> Exercise brief: The job is to find each line of the records below that includes the word "struct" and copy it.

────────────────────────────────────────

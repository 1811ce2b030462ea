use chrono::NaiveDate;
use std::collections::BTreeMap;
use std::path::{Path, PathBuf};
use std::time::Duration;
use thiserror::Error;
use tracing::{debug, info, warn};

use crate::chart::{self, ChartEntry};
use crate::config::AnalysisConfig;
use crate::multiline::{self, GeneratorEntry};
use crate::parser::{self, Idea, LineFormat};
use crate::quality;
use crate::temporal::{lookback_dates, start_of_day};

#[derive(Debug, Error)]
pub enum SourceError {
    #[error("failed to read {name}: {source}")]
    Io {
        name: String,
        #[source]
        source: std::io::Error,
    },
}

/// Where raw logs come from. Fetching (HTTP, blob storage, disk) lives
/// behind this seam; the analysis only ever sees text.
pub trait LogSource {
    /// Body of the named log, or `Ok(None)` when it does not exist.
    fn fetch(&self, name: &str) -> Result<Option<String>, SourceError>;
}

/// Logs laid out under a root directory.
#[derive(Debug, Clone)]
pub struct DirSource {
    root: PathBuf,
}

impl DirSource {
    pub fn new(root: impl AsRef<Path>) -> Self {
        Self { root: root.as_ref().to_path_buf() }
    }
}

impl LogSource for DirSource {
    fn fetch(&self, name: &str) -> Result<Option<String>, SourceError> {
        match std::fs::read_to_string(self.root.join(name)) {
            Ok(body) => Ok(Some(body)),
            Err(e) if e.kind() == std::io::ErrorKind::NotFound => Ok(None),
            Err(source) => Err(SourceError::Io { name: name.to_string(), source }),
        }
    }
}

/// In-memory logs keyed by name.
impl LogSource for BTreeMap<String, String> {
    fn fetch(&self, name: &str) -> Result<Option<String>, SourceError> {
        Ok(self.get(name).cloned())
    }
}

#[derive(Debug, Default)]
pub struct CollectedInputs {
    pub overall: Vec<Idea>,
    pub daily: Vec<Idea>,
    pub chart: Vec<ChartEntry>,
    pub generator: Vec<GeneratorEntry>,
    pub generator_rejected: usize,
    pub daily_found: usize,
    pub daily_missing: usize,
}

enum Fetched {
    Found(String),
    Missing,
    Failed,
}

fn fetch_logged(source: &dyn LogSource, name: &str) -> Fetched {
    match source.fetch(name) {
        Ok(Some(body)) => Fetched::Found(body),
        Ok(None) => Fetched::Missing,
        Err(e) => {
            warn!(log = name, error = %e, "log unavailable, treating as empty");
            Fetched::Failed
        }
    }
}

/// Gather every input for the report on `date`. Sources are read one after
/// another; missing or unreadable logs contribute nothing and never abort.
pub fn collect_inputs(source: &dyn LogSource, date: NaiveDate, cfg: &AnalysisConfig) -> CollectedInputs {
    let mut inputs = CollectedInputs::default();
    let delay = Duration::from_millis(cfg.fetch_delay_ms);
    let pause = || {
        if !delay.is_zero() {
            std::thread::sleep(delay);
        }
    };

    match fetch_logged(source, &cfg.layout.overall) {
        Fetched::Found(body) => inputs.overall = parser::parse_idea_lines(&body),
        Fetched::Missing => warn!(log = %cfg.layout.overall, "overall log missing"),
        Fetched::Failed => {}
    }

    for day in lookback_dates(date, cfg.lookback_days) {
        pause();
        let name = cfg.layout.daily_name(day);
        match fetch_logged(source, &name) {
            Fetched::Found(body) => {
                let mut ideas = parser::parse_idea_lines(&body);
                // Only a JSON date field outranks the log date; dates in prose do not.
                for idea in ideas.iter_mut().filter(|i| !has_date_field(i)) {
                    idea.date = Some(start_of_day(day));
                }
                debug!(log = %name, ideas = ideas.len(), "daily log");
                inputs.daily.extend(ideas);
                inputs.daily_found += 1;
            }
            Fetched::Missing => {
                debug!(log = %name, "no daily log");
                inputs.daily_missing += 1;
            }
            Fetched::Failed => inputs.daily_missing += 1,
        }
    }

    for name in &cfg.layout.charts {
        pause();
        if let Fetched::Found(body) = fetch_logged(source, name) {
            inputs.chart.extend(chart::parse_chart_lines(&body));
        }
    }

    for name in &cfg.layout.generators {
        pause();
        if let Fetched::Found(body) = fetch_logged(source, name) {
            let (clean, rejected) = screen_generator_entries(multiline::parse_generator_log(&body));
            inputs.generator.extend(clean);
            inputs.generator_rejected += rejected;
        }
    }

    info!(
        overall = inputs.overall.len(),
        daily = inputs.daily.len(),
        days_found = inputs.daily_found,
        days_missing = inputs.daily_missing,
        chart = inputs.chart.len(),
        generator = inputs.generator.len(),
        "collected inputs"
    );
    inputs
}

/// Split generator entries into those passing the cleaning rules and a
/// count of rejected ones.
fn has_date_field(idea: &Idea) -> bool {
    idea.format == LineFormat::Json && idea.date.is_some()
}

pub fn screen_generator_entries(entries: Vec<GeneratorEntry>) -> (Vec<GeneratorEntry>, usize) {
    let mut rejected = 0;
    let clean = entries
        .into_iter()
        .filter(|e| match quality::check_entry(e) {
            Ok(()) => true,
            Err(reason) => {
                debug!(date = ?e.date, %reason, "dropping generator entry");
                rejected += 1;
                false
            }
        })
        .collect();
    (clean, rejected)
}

────────────────────────────────────────

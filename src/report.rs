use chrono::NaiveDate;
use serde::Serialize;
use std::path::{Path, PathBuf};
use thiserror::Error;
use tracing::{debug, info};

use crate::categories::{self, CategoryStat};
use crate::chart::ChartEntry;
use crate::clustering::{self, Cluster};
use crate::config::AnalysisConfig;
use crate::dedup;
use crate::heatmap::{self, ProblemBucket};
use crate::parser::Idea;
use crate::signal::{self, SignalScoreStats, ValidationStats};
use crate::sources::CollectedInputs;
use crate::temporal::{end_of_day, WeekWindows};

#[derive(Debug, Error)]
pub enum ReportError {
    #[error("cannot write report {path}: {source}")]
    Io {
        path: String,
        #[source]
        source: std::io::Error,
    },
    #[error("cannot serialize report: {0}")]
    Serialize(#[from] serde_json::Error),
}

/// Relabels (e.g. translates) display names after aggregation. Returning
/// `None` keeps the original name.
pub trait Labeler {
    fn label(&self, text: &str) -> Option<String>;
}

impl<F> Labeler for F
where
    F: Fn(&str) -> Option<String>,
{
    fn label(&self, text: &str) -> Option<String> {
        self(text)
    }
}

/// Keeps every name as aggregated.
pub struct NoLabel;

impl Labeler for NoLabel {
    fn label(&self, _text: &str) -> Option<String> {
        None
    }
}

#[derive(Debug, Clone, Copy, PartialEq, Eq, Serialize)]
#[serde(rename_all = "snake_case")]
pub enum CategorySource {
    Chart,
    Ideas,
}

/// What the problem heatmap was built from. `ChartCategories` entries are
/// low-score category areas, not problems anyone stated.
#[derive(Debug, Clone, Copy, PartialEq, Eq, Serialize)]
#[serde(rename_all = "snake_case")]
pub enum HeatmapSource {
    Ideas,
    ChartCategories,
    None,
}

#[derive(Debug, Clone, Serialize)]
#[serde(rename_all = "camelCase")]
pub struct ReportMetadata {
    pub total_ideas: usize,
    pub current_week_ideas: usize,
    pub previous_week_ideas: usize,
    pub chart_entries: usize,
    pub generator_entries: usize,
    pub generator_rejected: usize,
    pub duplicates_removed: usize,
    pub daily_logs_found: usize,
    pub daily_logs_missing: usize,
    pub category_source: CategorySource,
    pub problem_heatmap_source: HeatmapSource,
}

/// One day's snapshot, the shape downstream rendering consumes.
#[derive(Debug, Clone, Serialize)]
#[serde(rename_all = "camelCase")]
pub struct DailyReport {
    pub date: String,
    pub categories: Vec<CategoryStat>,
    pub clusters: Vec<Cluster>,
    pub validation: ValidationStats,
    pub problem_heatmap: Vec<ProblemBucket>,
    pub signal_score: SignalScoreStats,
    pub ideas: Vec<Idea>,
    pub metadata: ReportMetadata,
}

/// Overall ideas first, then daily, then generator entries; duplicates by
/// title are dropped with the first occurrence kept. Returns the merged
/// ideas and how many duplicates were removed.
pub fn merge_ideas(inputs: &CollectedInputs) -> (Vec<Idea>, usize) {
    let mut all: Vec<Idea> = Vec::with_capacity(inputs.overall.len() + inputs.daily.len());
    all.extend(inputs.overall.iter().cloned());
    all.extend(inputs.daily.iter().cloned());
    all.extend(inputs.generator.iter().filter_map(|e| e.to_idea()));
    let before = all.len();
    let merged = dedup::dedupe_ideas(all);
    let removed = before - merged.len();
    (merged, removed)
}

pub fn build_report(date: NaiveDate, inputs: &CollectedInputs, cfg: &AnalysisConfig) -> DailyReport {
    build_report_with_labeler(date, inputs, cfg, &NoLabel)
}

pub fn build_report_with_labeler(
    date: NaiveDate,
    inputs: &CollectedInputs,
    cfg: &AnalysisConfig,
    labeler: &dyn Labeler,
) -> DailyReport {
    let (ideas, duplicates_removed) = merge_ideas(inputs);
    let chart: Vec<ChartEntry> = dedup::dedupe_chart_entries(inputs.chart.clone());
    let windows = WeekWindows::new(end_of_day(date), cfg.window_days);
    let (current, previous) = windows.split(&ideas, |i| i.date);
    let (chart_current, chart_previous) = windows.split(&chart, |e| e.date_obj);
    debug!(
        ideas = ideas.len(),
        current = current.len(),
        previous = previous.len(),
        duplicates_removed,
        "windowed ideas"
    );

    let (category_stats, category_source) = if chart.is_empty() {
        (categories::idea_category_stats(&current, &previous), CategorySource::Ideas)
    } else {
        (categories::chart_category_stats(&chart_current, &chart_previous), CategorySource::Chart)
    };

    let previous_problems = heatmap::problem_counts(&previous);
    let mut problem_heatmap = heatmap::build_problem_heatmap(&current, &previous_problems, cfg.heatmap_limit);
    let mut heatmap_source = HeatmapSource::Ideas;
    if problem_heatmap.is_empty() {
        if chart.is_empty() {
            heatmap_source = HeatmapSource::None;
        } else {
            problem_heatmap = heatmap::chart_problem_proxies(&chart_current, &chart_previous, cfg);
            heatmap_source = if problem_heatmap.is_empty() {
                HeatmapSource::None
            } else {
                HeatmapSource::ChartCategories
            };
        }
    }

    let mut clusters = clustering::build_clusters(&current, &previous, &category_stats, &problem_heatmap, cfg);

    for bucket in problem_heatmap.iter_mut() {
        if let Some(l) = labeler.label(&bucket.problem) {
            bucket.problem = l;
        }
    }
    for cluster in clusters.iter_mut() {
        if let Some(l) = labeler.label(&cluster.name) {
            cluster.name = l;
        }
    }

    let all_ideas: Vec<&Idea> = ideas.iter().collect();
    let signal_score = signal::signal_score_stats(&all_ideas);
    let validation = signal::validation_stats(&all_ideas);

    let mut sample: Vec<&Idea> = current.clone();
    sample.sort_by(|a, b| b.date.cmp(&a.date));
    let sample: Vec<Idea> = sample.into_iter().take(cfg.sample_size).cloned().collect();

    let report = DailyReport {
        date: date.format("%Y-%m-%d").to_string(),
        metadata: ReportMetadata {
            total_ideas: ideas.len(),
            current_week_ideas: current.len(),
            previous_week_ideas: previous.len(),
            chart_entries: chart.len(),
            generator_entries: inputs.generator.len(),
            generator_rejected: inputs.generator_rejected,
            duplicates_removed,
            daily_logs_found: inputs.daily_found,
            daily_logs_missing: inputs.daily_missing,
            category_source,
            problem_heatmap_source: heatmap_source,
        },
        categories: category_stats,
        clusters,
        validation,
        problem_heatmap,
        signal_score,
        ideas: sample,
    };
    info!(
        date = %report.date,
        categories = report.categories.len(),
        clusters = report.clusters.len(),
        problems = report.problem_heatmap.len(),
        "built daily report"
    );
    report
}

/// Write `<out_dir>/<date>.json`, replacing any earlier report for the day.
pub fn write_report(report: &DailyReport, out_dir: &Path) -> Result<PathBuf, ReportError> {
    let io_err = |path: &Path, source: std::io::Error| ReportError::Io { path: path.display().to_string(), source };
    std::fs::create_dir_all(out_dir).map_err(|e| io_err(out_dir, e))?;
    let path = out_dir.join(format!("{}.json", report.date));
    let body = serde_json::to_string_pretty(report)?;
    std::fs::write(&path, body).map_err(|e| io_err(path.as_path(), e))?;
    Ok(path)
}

────────────────────────────────────────

> Result of the task:
pub struct DirSource {
pub struct CollectedInputs {
pub struct NoLabel;
pub struct ReportMetadata {
pub struct DailyReport {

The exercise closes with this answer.